▶ Assigned task
Go over the data and keep only the lines that include "mpsc".
--- Recorded information Enclosed Below ---
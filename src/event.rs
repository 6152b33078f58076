use crossterm::event::{Event as CrosstermEvent, EventStream, KeyEvent, KeyEventKind};
use futures::StreamExt;
use std::sync::atomic::{AtomicBool, Ordering};
use std::sync::Arc;
use std::time::Duration;
use tokio::sync::mpsc;

/// Application-level events
#[derive(Debug, Clone)]
pub enum Event {
    /// User key press
    Key(KeyEvent),
    /// Animation frame (display refresh cadence)
    Frame,
    /// Fixed-period housekeeping: countdown and scaling auto-reset
    Housekeeping,
    /// Terminal resize
    Resize(u16, u16),
}

/// Handles event collection from multiple sources.
///
/// Uses crossterm's async `EventStream` (via `futures::StreamExt`) instead of
/// blocking `event::poll()` / `event::read()`, so no tokio worker thread is
/// ever blocked.
pub struct EventHandler {
    rx: mpsc::UnboundedReceiver<Event>,
    stop: Arc<AtomicBool>,
}

impl EventHandler {
    /// Spawn the input task plus one timer task per cadence.
    pub fn new(frame_interval: Duration, housekeeping_interval: Duration) -> Self {
        let (tx, rx) = mpsc::unbounded_channel();
        let stop = Arc::new(AtomicBool::new(false));

        // Async input task: uses crossterm's EventStream (non-blocking)
        let input_tx = tx.clone();
        let input_stop = stop.clone();
        tokio::spawn(async move {
            let mut reader = EventStream::new();
            loop {
                if input_stop.load(Ordering::Relaxed) {
                    return;
                }
                let maybe_event = reader.next().await;
                if input_stop.load(Ordering::Relaxed) {
                    return;
                }
                match maybe_event {
                    Some(Ok(CrosstermEvent::Key(key))) => {
                        if key.kind == KeyEventKind::Press
                            && input_tx.send(Event::Key(key)).is_err()
                        {
                            return;
                        }
                    }
                    Some(Ok(CrosstermEvent::Resize(w, h))) => {
                        if input_tx.send(Event::Resize(w, h)).is_err() {
                            return;
                        }
                    }
                    Some(Err(_)) | None => {
                        // Stream ended or errored, exit gracefully
                        return;
                    }
                    _ => {}
                }
            }
        });

        spawn_ticker(tx.clone(), stop.clone(), frame_interval, Event::Frame);
        spawn_ticker(tx, stop.clone(), housekeeping_interval, Event::Housekeeping);

        Self { rx, stop }
    }

    /// Receive the next event
    pub async fn next(&mut self) -> Option<Event> {
        self.rx.recv().await
    }

    /// Signal all background tasks to stop
    pub fn stop(&self) {
        self.stop.store(true, Ordering::Relaxed);
    }
}

fn spawn_ticker(
    tx: mpsc::UnboundedSender<Event>,
    stop: Arc<AtomicBool>,
    period: Duration,
    event: Event,
) {
    tokio::spawn(async move {
        let mut interval = tokio::time::interval(period);
        interval.set_missed_tick_behavior(tokio::time::MissedTickBehavior::Skip);
        loop {
            interval.tick().await;
            if stop.load(Ordering::Relaxed) {
                return;
            }
            if tx.send(event.clone()).is_err() {
                return;
            }
        }
    });
}
//! The jog dial core: value stepping, input acceleration, the cook-cycle
//! lifecycle, tick layout and tick colouring, owned by [`DialController`].

pub mod accel;
pub mod color;
pub mod controller;
pub mod frame;
pub mod layout;
pub mod lifecycle;
pub mod value;

use std::fmt;

use serde::Serialize;

pub use controller::{DialController, DialState, InputOutcome};
pub use frame::{RenderFrame, TickView};

/// Logical input actions accepted by the dial
#[derive(Debug, Clone, Copy, PartialEq, Eq)]
pub enum Action {
    RotateDecrease,
    RotateIncrease,
    Press,
    Aux,
}

impl Action {
    /// Rotation direction, `None` for buttons
    pub fn direction(self) -> Option<Direction> {
        match self {
            Action::RotateDecrease => Some(Direction::Decrease),
            Action::RotateIncrease => Some(Direction::Increase),
            Action::Press | Action::Aux => None,
        }
    }
}

#[derive(Debug, Clone, Copy, PartialEq, Eq, Hash, Serialize)]
#[serde(rename_all = "snake_case")]
pub enum Direction {
    Decrease,
    Increase,
}

impl Direction {
    pub fn sign(self) -> i32 {
        match self {
            Direction::Decrease => -1,
            Direction::Increase => 1,
        }
    }
}

/// Which quantity the dial edits during setup
#[derive(Debug, Clone, Copy, PartialEq, Eq, Default, Serialize)]
#[serde(rename_all = "snake_case")]
pub enum Mode {
    #[default]
    Temperature,
    Time,
}

impl Mode {
    pub fn toggled(self) -> Self {
        match self {
            Mode::Temperature => Mode::Time,
            Mode::Time => Mode::Temperature,
        }
    }
}

/// Sub-range of the time setting, split at one hour
#[derive(Debug, Clone, Copy, PartialEq, Eq, Serialize)]
#[serde(rename_all = "snake_case")]
pub enum TimePhase {
    /// Below 60 minutes, 1 minute steps
    Minutes,
    /// 60 minutes and above, 15 minute steps
    Hours,
}

impl TimePhase {
    pub fn of_minutes(total_minutes: u32) -> Self {
        if total_minutes < 60 {
            TimePhase::Minutes
        } else {
            TimePhase::Hours
        }
    }
}

/// Top-level phase of one cook cycle
#[derive(Debug, Clone, Copy, PartialEq, Eq, Default, Serialize)]
#[serde(rename_all = "snake_case")]
pub enum Lifecycle {
    #[default]
    Setup,
    Starting,
    Preheat,
    Cooking,
    Complete,
}

impl fmt::Display for Lifecycle {
    fn fmt(&self, f: &mut fmt::Formatter<'_>) -> fmt::Result {
        let s = match self {
            Lifecycle::Setup => "setup",
            Lifecycle::Starting => "starting",
            Lifecycle::Preheat => "preheat",
            Lifecycle::Cooking => "cooking",
            Lifecycle::Complete => "complete",
        };
        f.write_str(s)
    }
}

/// Choices offered once cooking is complete
#[derive(Debug, Clone, Copy, PartialEq, Eq, Default, Serialize)]
#[serde(rename_all = "snake_case")]
pub enum CompletionOption {
    #[default]
    ExtendCooking,
    KeepWarm,
}

impl CompletionOption {
    pub const ALL: [CompletionOption; 2] =
        [CompletionOption::ExtendCooking, CompletionOption::KeepWarm];

    pub fn label(self) -> &'static str {
        match self {
            CompletionOption::ExtendCooking => "Extend cooking",
            CompletionOption::KeepWarm => "Keep warm",
        }
    }

    /// Step through the list in `direction`, wrapping at both ends
    pub fn cycle(self, direction: Direction) -> Self {
        let len = Self::ALL.len() as i32;
        let idx = Self::ALL.iter().position(|o| *o == self).unwrap_or(0) as i32;
        let next = (idx + direction.sign()).rem_euclid(len);
        Self::ALL[next as usize]
    }
}
impl DialController {
    /// Build a dial from a validated configuration. Invalid values are rejected,
    /// never replaced with defaults.
    pub fn new(config: Config) -> DialResult<Self> {
        config.validate()?;
        let layout = TickLayoutEngine::new(&config.ticks, &config.scaling);
        let colors = ColorEngine::new(
            config.trail.mode,
            Palette::from(&config.theme),
            config.trail.band_fraction,
            config.ticks.gap_degrees,
        );
        let state = DialState::new(&config);
        info!(color_mode = ?config.trail.mode, preheat = config.lifecycle.preheat, "dial created");
        Ok(Self {
            config,
            state,
            animations: Animations::new(),
            layout,
            colors,
        })
    }

    pub fn state(&self) -> &DialState {
        &self.state
    }

    pub fn config(&self) -> &Config {
        &self.config
    }

    /// True while any frame-driven animation is in flight
    pub fn has_active_animation(&self) -> bool {
        self.animations.has_active_animation()
    }

    /// Apply one logical input observed at `now`
    pub fn handle(&mut self, action: Action, now: Instant) -> InputOutcome {
        let outcome = match (self.state.lifecycle(), action) {
            (Lifecycle::Setup, Action::RotateDecrease | Action::RotateIncrease) => {
                let direction = action.direction().unwrap_or(Direction::Increase);
                self.rotate(direction, now)
            }
            (Lifecycle::Setup, Action::Press) => {
                self.state.mode = self.state.mode.toggled();
                self.state.trail.settle();
                self.animations.stop(AnimationId::TrailFlip);
                self.animations.stop(AnimationId::TrailCatchUp);
                debug!(mode = ?self.state.mode, "mode toggled");
                InputOutcome::ModeToggled(self.state.mode)
            }
            (Lifecycle::Setup, Action::Aux) => {
                if self.state.phases.start(now) {
                    self.animations.start(
                        AnimationId::RingFill,
                        now,
                        self.state.phases.starting_duration(),
                    );
                    InputOutcome::Started
                } else {
                    InputOutcome::Ignored
                }
            }
            (Lifecycle::Complete, Action::RotateDecrease | Action::RotateIncrease) => {
                let direction = action.direction().unwrap_or(Direction::Increase);
                self.state.selected_option = self.state.selected_option.cycle(direction);
                debug!(option = ?self.state.selected_option, "completion option selected");
                InputOutcome::OptionSelected(self.state.selected_option)
            }
            _ => InputOutcome::Ignored,
        };
        trace!(?action, ?outcome, lifecycle = %self.state.lifecycle(), "input");
        outcome
    }

    fn rotate(&mut self, direction: Direction, now: Instant) -> InputOutcome {
        let multiplier = self.state.acceleration.step_multiplier(direction, now);
        let step = match self.state.mode {
            Mode::Temperature => self.state.value.step_temperature(direction, multiplier),
            Mode::Time => self.state.value.step_minutes(direction, multiplier),
        };

        match step {
            Step::Boundary => {
                debug!(?direction, mode = ?self.state.mode, "boundary reached");
                let flash = &self.config.flash;
                let total = Flash::new(now, flash.count, Duration::from_millis(flash.duration_ms))
                    .total();
                self.animations.start(AnimationId::Flash, now, total);
                InputOutcome::BoundaryReached
            }
            Step::Changed { from, to } => {
                trace!(from, to, multiplier, "value stepped");
                let progress = self.animations.progress(AnimationId::Scaling, now);
                if self.state.scaling.activate(now, progress) {
                    self.animations.start(
                        AnimationId::Scaling,
                        now,
                        Duration::from_millis(self.config.scaling.transition_ms),
                    );
                }

                let total = self
                    .layout
                    .tick_count(self.state.mode, self.state.value.time_phase());
                let (_, fraction) = self.layout.position(self.state.mode, &self.state.value, total);
                let trail = &self.config.trail;
                let step = self.state.trail.record_step(direction, fraction, trail);
                if step.animate_flip {
                    self.animations.start(
                        AnimationId::TrailFlip,
                        now,
                        Duration::from_millis(trail.flip_ms),
                    );
                } else if step.flipped {
                    // Flip applied instantly near the range edges
                    self.animations.stop(AnimationId::TrailFlip);
                }
                self.animations.start(
                    AnimationId::TrailCatchUp,
                    now,
                    Duration::from_millis(trail.hold_ms + trail.catch_up_ms),
                );
                InputOutcome::Changed { from, to }
            }
        }
    }

    /// Housekeeping: advance animations, auto-reset tick scaling, and move the
    /// lifecycle forward by at most one phase. Returns the phase entered, if any.
    pub fn tick(&mut self, now: Instant) -> Option<Lifecycle> {
        for finished in self.animations.advance(now) {
            if finished == AnimationId::TrailCatchUp {
                self.state.trail.settle();
            }
        }

        if self.config.scaling.auto_reset {
            let delay = Duration::from_millis(self.config.scaling.auto_reset_ms);
            let progress = self.animations.progress(AnimationId::Scaling, now);
            if self.state.scaling.check_idle(now, delay, progress) {
                debug!("tick scaling auto-reset");
                self.animations.start(
                    AnimationId::Scaling,
                    now,
                    Duration::from_millis(self.config.scaling.transition_ms),
                );
            }
        }

        let entered = self
            .state
            .phases
            .advance(now, self.state.value.total_minutes);
        if entered == Some(Lifecycle::Complete) {
            self.state.value.total_minutes = 0;
            self.state.selected_option = CompletionOption::default();
        }
        entered
    }

    /// Restore every field to its defaults and return to Setup
    pub fn reset(&mut self) {
        self.state = DialState::new(&self.config);
        self.animations.clear();
        info!("dial reset");
    }

    /// Whether the boundary flash currently has the read-out dimmed
    pub fn is_flashing(&self, now: Instant) -> bool {
        self.flash_at(now).is_some_and(|f| f.is_dimmed(now))
    }

    fn flash_at(&self, now: Instant) -> Option<Flash> {
        let tween = self.animations.get(AnimationId::Flash)?;
        let flash = Flash::new(
            tween.started_at,
            self.config.flash.count,
            Duration::from_millis(self.config.flash.duration_ms),
        );
        flash.is_active(now).then_some(flash)
    }

    /// Tick layout for the state at `now`
    pub fn layout(&self, now: Instant) -> Layout {
        let phases = &self.state.phases;
        let (fill, intensity) = match self.state.lifecycle() {
            Lifecycle::Setup => {
                let progress = self.animations.progress(AnimationId::Scaling, now);
                (RingFill::Value, self.state.scaling.intensity(progress))
            }
            Lifecycle::Starting => (RingFill::Ramp(phases.starting_progress(now)), 0.0),
            Lifecycle::Preheat => (RingFill::Fraction(1.0), 0.0),
            Lifecycle::Cooking => (
                RingFill::Fraction(
                    phases
                        .countdown()
                        .map(|c| c.remaining_fraction(now))
                        .unwrap_or(0.0),
                ),
                0.0,
            ),
            Lifecycle::Complete => (RingFill::Fraction(0.0), 0.0),
        };
        self.layout.layout(
            self.state.lifecycle(),
            self.state.mode,
            &self.state.value,
            fill,
            intensity,
        )
    }

    /// Build the render output for `now`
    pub fn frame(&self, now: Instant) -> RenderFrame {
        let lifecycle = self.state.lifecycle();
        let layout = self.layout(now);

        let trail = if lifecycle == Lifecycle::Setup {
            self.state.trail.view(
                now,
                self.animations.get(AnimationId::TrailFlip),
                self.animations.get(AnimationId::TrailCatchUp),
                &self.config.trail,
            )
        } else {
            TrailView::default()
        };

        let ticks = (0..layout.total_ticks)
            .map(|i| TickView {
                index: i,
                angle: self.layout.angle(i, layout.total_ticks),
                filled: i < layout.filled_count,
                current: layout.filled_count > 0 && i == layout.current_index,
                length: layout.length_multipliers[i],
                color: self.colors.color_for(i, &layout, &trail),
            })
            .collect();

        let countdown = self.state.countdown();
        let primary = match lifecycle {
            Lifecycle::Setup => match self.state.mode {
                Mode::Temperature => self.state.value.temperature.to_string(),
                Mode::Time => format_setup_time(self.state.value.total_minutes),
            },
            Lifecycle::Starting => format_setup_time(self.state.value.total_minutes),
            Lifecycle::Preheat => {
                format_countdown(countdown.map(|c| c.duration_secs).unwrap_or_default())
            }
            Lifecycle::Cooking => {
                format_countdown(countdown.map(|c| c.remaining_secs(now)).unwrap_or_default())
            }
            Lifecycle::Complete => format_countdown(0),
        };

        let status_visible = match lifecycle {
            Lifecycle::Preheat => lit_at(
                self.state.phases.phase_elapsed(now),
                Duration::from_millis(self.config.lifecycle.label_blink_ms),
            ),
            _ => true,
        };

        let options = if lifecycle == Lifecycle::Complete {
            CompletionOption::ALL
                .iter()
                .map(|o| OptionView {
                    option: *o,
                    label: o.label(),
                    selected: *o == self.state.selected_option,
                })
                .collect()
        } else {
            Vec::new()
        };

        let flash = self.flash_at(now);
        RenderFrame {
            lifecycle,
            mode: self.state.mode,
            time_phase: self.state.time_phase(),
            primary,
            status: status_text(lifecycle, self.state.mode),
            status_visible,
            flash_dimmed: flash.is_some_and(|f| f.is_dimmed(now)),
            flash_active: flash.is_some(),
            rapid: self.state.acceleration.is_rapid(),
            total_ticks: layout.total_ticks,
            filled_count: layout.filled_count,
            current_index: layout.current_index,
            ticks,
            countdown: countdown.map(|c| CountdownView {
                duration_secs: c.duration_secs,
                remaining_secs: c.remaining_secs(now),
            }),
            options,
        }
    }
}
--- End of Enclosed Recorded information ---
▶ Finished task
use tokio::sync::mpsc;
    rx: mpsc::UnboundedReceiver<Event>,
        let (tx, rx) = mpsc::unbounded_channel();
    tx: mpsc::UnboundedSender<Event>,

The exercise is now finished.